→ Extracted information
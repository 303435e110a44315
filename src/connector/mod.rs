//! Orthogonal connectors and their attachment to shapes
//!
//! A connector owns an orthogonal waypoint path plus up to two anchors that
//! pin its endpoints to boundary edges of other elements. Once both ends are
//! bound the connector is driven entirely by `sync_start`/`sync_end`: resolve
//! the anchor against the live registry, hand the delta to the path engine,
//! and let the break state machine do the rest.

pub mod anchor;
pub mod path;

use tracing::debug;

use crate::diagram::ShapeId;
use crate::error::DiagramError;
use crate::geometry::{
    direction_between, point_near_segment, position_on_segment, Direction, KeyAllocator, Point,
    RoutingConfig, Vec2,
};
use crate::style::{Color, ConnectorStyle};

use anchor::{Anchor, AnchorHost, EdgeRef, ElementId};
use path::{BreakState, OrthoPath};

/// A multi-segment orthogonal connector line
#[derive(Debug, Clone)]
pub struct Connector {
    path: OrthoPath,
    link_start: Option<Anchor>,
    link_end: Option<Anchor>,
    start_dir: Option<Direction>,
    end_dir: Option<Direction>,
    pub style: ConnectorStyle,
    config: RoutingConfig,
}

impl Connector {
    pub fn new(config: RoutingConfig) -> Self {
        Self {
            path: OrthoPath::new(),
            link_start: None,
            link_end: None,
            start_dir: None,
            end_dir: None,
            style: ConnectorStyle::with_defaults(),
            config,
        }
    }

    pub fn with_style(mut self, style: ConnectorStyle) -> Self {
        self.style = style;
        self
    }

    /// Ordered waypoints, ready for a renderer
    pub fn waypoints(&self) -> &[Point] {
        self.path.points()
    }

    pub fn start_anchor(&self) -> Option<&Anchor> {
        self.link_start.as_ref()
    }

    pub fn end_anchor(&self) -> Option<&Anchor> {
        self.link_end.as_ref()
    }

    pub fn start_break(&self) -> BreakState {
        self.path.start_break()
    }

    pub fn end_break(&self) -> BreakState {
        self.path.end_break()
    }

    pub fn start_dir(&self) -> Option<Direction> {
        self.start_dir
    }

    pub fn end_dir(&self) -> Option<Direction> {
        self.end_dir
    }

    pub fn color(&self) -> Color {
        self.style.color
    }

    pub fn set_color(&mut self, color: Color) {
        self.style.color = color;
    }

    /// Bind the first endpoint: seed the path at the anchor's resolved
    /// position, adopt the target's border color, and classify the initial
    /// direction from the anchor edge.
    pub fn start(
        &mut self,
        anchor: Anchor,
        host: &impl AnchorHost,
        keys: &KeyAllocator,
    ) -> Result<(), DiagramError> {
        let (p1, p2) = anchor
            .edge_points(host)
            .ok_or_else(|| DiagramError::unresolved_anchor(anchor.target, anchor.edge))?;
        let (a, b) = (p1.pos(), p2.pos());
        let target = b.sub(b.sub(a).scale(anchor.offset));
        self.path.seed(target, keys);
        if let Some(color) = host.border_color(anchor.target) {
            self.style.color = color;
        }
        self.start_dir = Some(direction_between(
            p1.pos(),
            p2.pos(),
            self.config.axis_tolerance,
        ));
        self.link_start = Some(anchor);
        self.sync_start(host, keys);
        Ok(())
    }

    /// Append an interactive waypoint toward `candidate`
    pub fn extend(&mut self, candidate: Vec2, keys: &KeyAllocator) {
        self.path.extend(candidate, self.start_dir, keys);
    }

    /// Bind the final endpoint and settle the path.
    ///
    /// A target beyond `finish_tolerance` of the last waypoint gets one
    /// bridging orthogonal segment; within tolerance, a dangling stub is
    /// dropped (3+ points) or the anchor's offset is rebound to the existing
    /// endpoint (exactly 2 points).
    pub fn finish(
        &mut self,
        anchor: Anchor,
        host: &impl AnchorHost,
        keys: &KeyAllocator,
    ) -> Result<(), DiagramError> {
        let mut anchor = anchor;
        let (p1, p2) = anchor
            .edge_points(host)
            .ok_or_else(|| DiagramError::unresolved_anchor(anchor.target, anchor.edge))?;
        let (a, b) = (p1.pos(), p2.pos());
        let target = b.sub(b.sub(a).scale(anchor.offset));
        debug_assert!(!self.path.is_empty(), "finish on an unstarted connector");
        let Some(last) = self.path.last().copied() else {
            return Ok(());
        };

        let tol = self.config.finish_tolerance;
        if (last.y - target.y).abs() > tol || (last.x - target.x).abs() > tol {
            self.path.extend(target, self.start_dir, keys);
        } else if self.path.len() > 2 {
            self.path.pop_last();
        } else {
            anchor.offset = position_on_segment(p1.pos(), p2.pos(), last.pos());
        }

        let points = self.path.points();
        if points.len() >= 2 {
            let a = points[points.len() - 1];
            let b = points[points.len() - 2];
            self.end_dir = Some(direction_between(
                a.pos(),
                b.pos(),
                self.config.axis_tolerance,
            ));
        }
        self.link_end = Some(anchor);
        self.sync_end(host, keys);
        Ok(())
    }

    /// Re-anchor the start onto its resolved position. A no-op while the
    /// anchor is unbound or unresolvable.
    pub fn sync_start(&mut self, host: &impl AnchorHost, keys: &KeyAllocator) {
        let Some(anchor) = self.link_start else {
            return;
        };
        let Some(target) = anchor.resolve(host) else {
            return;
        };
        let Some(first) = self.path.first().copied() else {
            return;
        };
        self.move_start(target.x - first.x, target.y - first.y, host, keys);
    }

    /// Re-anchor the end onto its resolved position. A no-op while the
    /// anchor is unbound or unresolvable.
    pub fn sync_end(&mut self, host: &impl AnchorHost, keys: &KeyAllocator) {
        let Some(anchor) = self.link_end else {
            return;
        };
        let Some(target) = anchor.resolve(host) else {
            return;
        };
        let Some(last) = self.path.last().copied() else {
            return;
        };
        self.move_end(target.x - last.x, target.y - last.y, host, keys);
    }

    /// Move the start endpoint by a delta, running the break state machine
    /// against the anchored shape
    pub fn move_start(&mut self, dx: f64, dy: f64, host: &impl AnchorHost, keys: &KeyAllocator) {
        let Some(anchor) = self.link_start else {
            return;
        };
        let Some(target) = anchor.resolve(host) else {
            return;
        };
        let inside = |x: f64, y: f64| host.contains_point(anchor.target, x, y);
        let obstacle: Option<&dyn Fn(f64, f64) -> bool> = if host.is_connector(anchor.target) {
            None
        } else {
            Some(&inside)
        };
        self.path.move_start(
            dx,
            dy,
            target,
            self.end_dir,
            obstacle,
            self.config.break_clearance,
            keys,
        );
    }

    /// Move the end endpoint by a delta, running the break state machine
    /// against the anchored shape
    pub fn move_end(&mut self, dx: f64, dy: f64, host: &impl AnchorHost, keys: &KeyAllocator) {
        let Some(anchor) = self.link_end else {
            return;
        };
        let Some(target) = anchor.resolve(host) else {
            return;
        };
        let inside = |x: f64, y: f64| host.contains_point(anchor.target, x, y);
        let obstacle: Option<&dyn Fn(f64, f64) -> bool> = if host.is_connector(anchor.target) {
            None
        } else {
            Some(&inside)
        };
        self.path.move_end(
            dx,
            dy,
            target,
            self.end_dir,
            obstacle,
            self.config.break_clearance,
            keys,
        );
    }

    /// Shift the whole connector
    pub fn translate(&mut self, dx: f64, dy: f64) {
        self.path.translate(dx, dy);
    }

    /// For each endpoint, the candidate shape whose boundary currently
    /// carries that endpoint's anchor edge, if any
    pub fn linked_shapes(
        &self,
        candidates: &[ShapeId],
        host: &impl AnchorHost,
    ) -> (Option<ShapeId>, Option<ShapeId>) {
        let mut start = None;
        let mut end = None;
        for &id in candidates {
            let element = ElementId::Shape(id);
            if let Some(a) = &self.link_start {
                if host.has_border_edge(element, a.edge) {
                    start = Some(id);
                }
            }
            if let Some(a) = &self.link_end {
                if host.has_border_edge(element, a.edge) {
                    end = Some(id);
                }
            }
        }
        (start, end)
    }

    /// React to a set of shapes having been translated by (dx, dy).
    ///
    /// When both ends ride along, the whole path is translated first so the
    /// interior keeps its shape. Both ends are then re-synced unconditionally
    /// - syncing is idempotent, and this guarantees convergence even when
    /// only one end actually moved.
    pub fn shapes_moved(
        &mut self,
        dx: f64,
        dy: f64,
        moved: &[ShapeId],
        host: &impl AnchorHost,
        keys: &KeyAllocator,
    ) {
        let (start_moved, end_moved) = self.linked_shapes(moved, host);
        if start_moved.is_some() && end_moved.is_some() {
            self.translate(dx, dy);
        }
        if start_moved.is_some() {
            self.sync_start(host, keys);
        }
        if end_moved.is_some() {
            self.sync_end(host, keys);
        }
        self.sync_start(host, keys);
        self.sync_end(host, keys);
    }

    /// Explicitly query whether both bound anchors still resolve; movement
    /// operations never raise this, they just stop tracking
    pub fn anchor_status(&self, host: &impl AnchorHost) -> Result<(), DiagramError> {
        for anchor in [&self.link_start, &self.link_end].into_iter().flatten() {
            let (p1, p2) = anchor
                .edge_points(host)
                .ok_or_else(|| DiagramError::unresolved_anchor(anchor.target, anchor.edge))?;
            if p1.pos() == p2.pos() {
                debug!("zero-length anchor edge on {:?}", anchor.target);
                return Err(DiagramError::degenerate_edge(anchor.target, anchor.edge));
            }
        }
        Ok(())
    }

    fn segment_under(&self, x: f64, y: f64) -> Option<(Point, Point)> {
        let cursor = Vec2::new(x, y);
        self.path
            .points()
            .windows(2)
            .map(|w| (w[0], w[1]))
            .find(|(a, b)| point_near_segment(cursor, a.pos(), b.pos(), self.style.stroke_width))
    }

    /// If the cursor lies on the connector, classify the segment under it
    pub fn hit_test(&self, x: f64, y: f64) -> Option<Direction> {
        self.segment_under(x, y)
            .map(|(a, b)| direction_between(a.pos(), b.pos(), self.style.stroke_width))
    }

    /// If the cursor lies on the connector, identify the segment under it as
    /// an anchorable edge plus relative offset - connectors can chain off
    /// other connectors through this
    pub fn hit_edge(&self, x: f64, y: f64) -> Option<(EdgeRef, f64)> {
        self.segment_under(x, y).map(|(a, b)| {
            let offset = position_on_segment(a.pos(), b.pos(), Vec2::new(x, y));
            (EdgeRef::new(a.key(), b.key()), offset)
        })
    }

    /// Whether the cursor is within the endpoint grab radius of the last
    /// waypoint
    pub fn near_end(&self, x: f64, y: f64) -> bool {
        match self.path.last() {
            Some(p) => p.pos().sub(Vec2::new(x, y)).norm() < self.config.endpoint_radius,
            None => false,
        }
    }

    /// Look up a waypoint by identity key (the boundary contract connectors
    /// expose when they are anchor targets themselves)
    pub fn vertex_by_key(&self, key: crate::geometry::VertexKey) -> Option<Point> {
        self.path.points().iter().find(|p| p.key() == key).copied()
    }

    /// Whether the directed pair of waypoint keys is one of this connector's
    /// segments. Unlike shapes, a connector is an open polyline: there is no
    /// closing edge from the last waypoint back to the first.
    pub fn has_border_edge(&self, edge: EdgeRef) -> bool {
        self.path
            .points()
            .windows(2)
            .any(|w| w[0].key() == edge.p1 && w[1].key() == edge.p2)
    }
}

→ Brief
Output exactly the lines of the data that run from the one containing "to the first." to the very last line, and no others.

→ Result of this task
    /// closing edge from the last waypoint back to the first.
    pub fn has_border_edge(&self, edge: EdgeRef) -> bool {
        self.path
            .points()
            .windows(2)
            .any(|w| w[0].key() == edge.p1 && w[1].key() == edge.p2)
    }
}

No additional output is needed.